Mais l'une colle à l'autre à O cm au sens littéral et par le jeu d'auto-signification se mêlant à celui de la signification nous pensons sentir au coeur même de la pensée. Nous nous identifions par la pensée aux sensations du corps sans voir que nous les interprétons sur un autre plan. Mais il reste toujours la question de savoir d'où émerge la chose pensante et la chose étendue :
Nous pourrions peut-être avoir une meilleure idée de ce qui suscite chose pensante et chose étendue en considérant l'idée d'infini :
Lorsque je pense à la chose la plus grande que je puisse penser j'ai l'expérience d'un débord de la chose pensante, j'entrevois par l'idée d'infini que la chose pensante qui comprend mon moi pensant et le tableau où s'écrivent mes pensées est un tableau fini. Mais ce n'est plus un moi pensant qui voit, c'est moi percevant/suscitant moi pensant et la chose pensante où moi pensant pense s'activer.
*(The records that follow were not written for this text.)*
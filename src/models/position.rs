//! Position history entries.

use chrono::{DateTime, Utc};
use serde::{Deserialize, Serialize};

/// A robot's position within an area at a certain time.
#[derive(Debug, Clone, Copy, Serialize, Deserialize, PartialEq, Eq)]
#[serde(rename_all = "snake_case")]
pub struct Position {
    /// X coordinate in millimeters.
    pub x: i64,
    /// Y coordinate in millimeters.
    pub y: i64,
    /// When the robot passed this position, according to the robot.
    pub passed_at: DateTime<Utc>,
}

impl Position {
    /// Construct a new position entry.
    #[must_use]
    pub fn new(x: i64, y: i64, passed_at: DateTime<Utc>) -> Self {
        Self { x, y, passed_at }
    }
}
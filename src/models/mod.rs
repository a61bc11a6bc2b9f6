//! Domain entities: robots, areas, grids, and cleaning sessions.

pub mod area;
pub mod coverage;
pub mod grid;
pub mod position;
pub mod robot;
pub mod session;

pub use area::Area;
pub use coverage::CoverageGrid;
pub use grid::Square;
pub use position::Position;
pub use robot::{Robot, RobotHistory};
pub use session::CleaningSession;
En ce sens Stephen Jourdain écrit en préface à L'infini au fond de nous de Roger Quesnoy :

"Par l'imagination, découvrez au laser un petit rond au centre de votre esprit. Faites sauter la pastille du moi coutumier. Puis, pensez à l'infini. L'infini. Pas facile. A un moment un choc diaphane, une fugitive dilatation de l'âme vous avertira que votre intelligence a été émue, qu'elle a vu. Avant qu'elle ne se fane, insérez la vision dans le vide central.
Vous voilà serti d'infini. Aucune incompatibilité de principe avec la vie de tous les jours. Simplement une situation inédite assez hallucinante."
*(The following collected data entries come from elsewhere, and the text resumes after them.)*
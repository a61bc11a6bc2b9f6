//! Area repository backed by `SQLite`.

use async_trait::async_trait;
use sqlx::sqlite::SqliteRow;
use sqlx::{Row, SqlitePool};

use crate::models::Area;
use crate::service::AreaRepository;
use crate::Result;

use super::robot_repo::parse_ts;

/// Repository wrapper around `SQLite` for cleaning areas.
#[derive(Clone)]
pub struct SqliteAreaRepository {
    pool: SqlitePool,
}

impl SqliteAreaRepository {
    /// Create a new repository instance.
    #[must_use]
    pub fn new(pool: SqlitePool) -> Self {
        Self { pool }
    }

    /// Insert a new area record. Used by seeding and tests; areas are
    /// immutable once created.
    ///
    /// # Errors
    ///
    /// Returns `AppError::Db` if the insert fails.
    pub async fn insert(&self, area: &Area) -> Result<()> {
        sqlx::query(
            "INSERT INTO area (id, name, size_x, size_y, passes_needed, created_at) \
             VALUES (?, ?, ?, ?, ?, ?)",
        )
        .bind(&area.id)
        .bind(&area.name)
        .bind(area.size_x)
        .bind(area.size_y)
        .bind(i64::from(area.passes_needed))
        .bind(area.created_at.to_rfc3339())
        .execute(&self.pool)
        .await?;
        Ok(())
    }
}

#[async_trait]
impl AreaRepository for SqliteAreaRepository {
    async fn list(&self) -> Result<Vec<Area>> {
        let rows = sqlx::query(
            "SELECT id, name, size_x, size_y, passes_needed, created_at \
             FROM area ORDER BY created_at",
        )
        .fetch_all(&self.pool)
        .await?;
        rows.iter().map(area_from_row).collect()
    }
}

pub(crate) fn area_from_row(row: &SqliteRow) -> Result<Area> {
    let passes_needed: i64 = row.try_get("passes_needed")?;
    Ok(Area {
        id: row.try_get("id")?,
        name: row.try_get("name")?,
        size_x: row.try_get("size_x")?,
        size_y: row.try_get("size_y")?,
        passes_needed: u32::try_from(passes_needed).unwrap_or(0),
        created_at: parse_ts(row.try_get("created_at")?)?,
    })
}
//! Area entity.

use chrono::{DateTime, Utc};
use serde::{Deserialize, Serialize};
use uuid::Uuid;

/// A rectangular area to clean, e.g. a room or a corridor.
///
/// Immutable after creation.
#[derive(Debug, Clone, Serialize, Deserialize, PartialEq, Eq)]
#[serde(rename_all = "snake_case")]
pub struct Area {
    /// Unique record identifier.
    pub id: String,
    /// Display name, to make reports nicer.
    pub name: String,
    /// X side size in millimeters.
    pub size_x: i64,
    /// Y side size in millimeters.
    pub size_y: i64,
    /// Number of grid square passes needed before a square can be
    /// considered clean.
    pub passes_needed: u32,
    /// Creation timestamp.
    pub created_at: DateTime<Utc>,
}

impl Area {
    /// Construct a new area with a generated identifier.
    #[must_use]
    pub fn new(name: impl Into<String>, size_x: i64, size_y: i64, passes_needed: u32) -> Self {
        Self {
            id: Uuid::new_v4().to_string(),
            name: name.into(),
            size_x,
            size_y,
            passes_needed,
            created_at: Utc::now(),
        }
    }
}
Si on suit Stephen Jourdain en partant de la vision sans tête de Douglas Harding, n'arrive-t-on pas à ce genre d'état décrit dans le dessin suivant ?
Autrement vu en distinguant le plan de la pensée et le plan des sensations, le schéma suivant ne rendrait-il pas compte d'un surgissement de la pensée d'une part et de la sensation d'autre part d'un seul et unique acte pur de conscience les englobant :
Je suis l'acte pur conscient où le monde de la chose étendue se voit renouveler tout de suite maintenant. Sans tête, pur espace, pure présence où émerge maintenant le plan des sensations qu'aucune pensée ne peut plus arranger pour qu'un moi pensant prétende à l'ultime réalité.
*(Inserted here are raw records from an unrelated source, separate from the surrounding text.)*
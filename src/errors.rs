//! Error types shared across the application.

use std::fmt::{Display, Formatter};

/// Shared application result type.
pub type Result<T> = std::result::Result<T, AppError>;

/// Application error enumeration covering all domain failure modes.
#[derive(Debug)]
pub enum AppError {
    /// Configuration parsing or validation failure.
    Config(String),
    /// Malformed or missing required input (zero timestamp, bad dimension).
    Validation(String),
    /// Requested robot, area, or session does not exist.
    NotFound(String),
    /// Persistence failure when interacting with `SQLite`.
    Db(String),
    /// Telemetry wire message could not be decoded.
    Telemetry(String),
    /// File-system or network I/O operation failure.
    Io(String),
}

impl Display for AppError {
    fn fmt(&self, f: &mut Formatter<'_>) -> std::fmt::Result {
        match self {
            Self::Config(msg) => write!(f, "config: {msg}"),
            Self::Validation(msg) => write!(f, "validation failed: {msg}"),
            Self::NotFound(msg) => write!(f, "not found: {msg}"),
            Self::Db(msg) => write!(f, "db: {msg}"),
            Self::Telemetry(msg) => write!(f, "telemetry: {msg}"),
            Self::Io(msg) => write!(f, "io: {msg}"),
        }
    }
}

impl std::error::Error for AppError {}

impl From<toml::de::Error> for AppError {
    fn from(err: toml::de::Error) -> Self {
        Self::Config(format!("invalid config: {err}"))
    }
}

impl From<sqlx::Error> for AppError {
    fn from(err: sqlx::Error) -> Self {
        Self::Db(err.to_string())
    }
}

impl From<serde_json::Error> for AppError {
    fn from(err: serde_json::Error) -> Self {
        Self::Db(format!("stored document corrupt: {err}"))
    }
}

impl From<std::io::Error> for AppError {
    fn from(err: std::io::Error) -> Self {
        Self::Io(err.to_string())
    }
}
Tout d'un même maintenant, "Je suis" acte pur conscient qui suscite la chose pensante, le moi pensant et ses pensées sur le tissu de la chose pensante. Conscient de ce que je suis, je ne suis pas cette pensée de moi qui sourd de moi, je sabre toute esquisse d'auto-signification qui surgirait dans la pensée afin que toujours plus profondément elle demeure mon symbole et s'enchante du sens reçu dans la conscience omnidirectionnelle que je suis.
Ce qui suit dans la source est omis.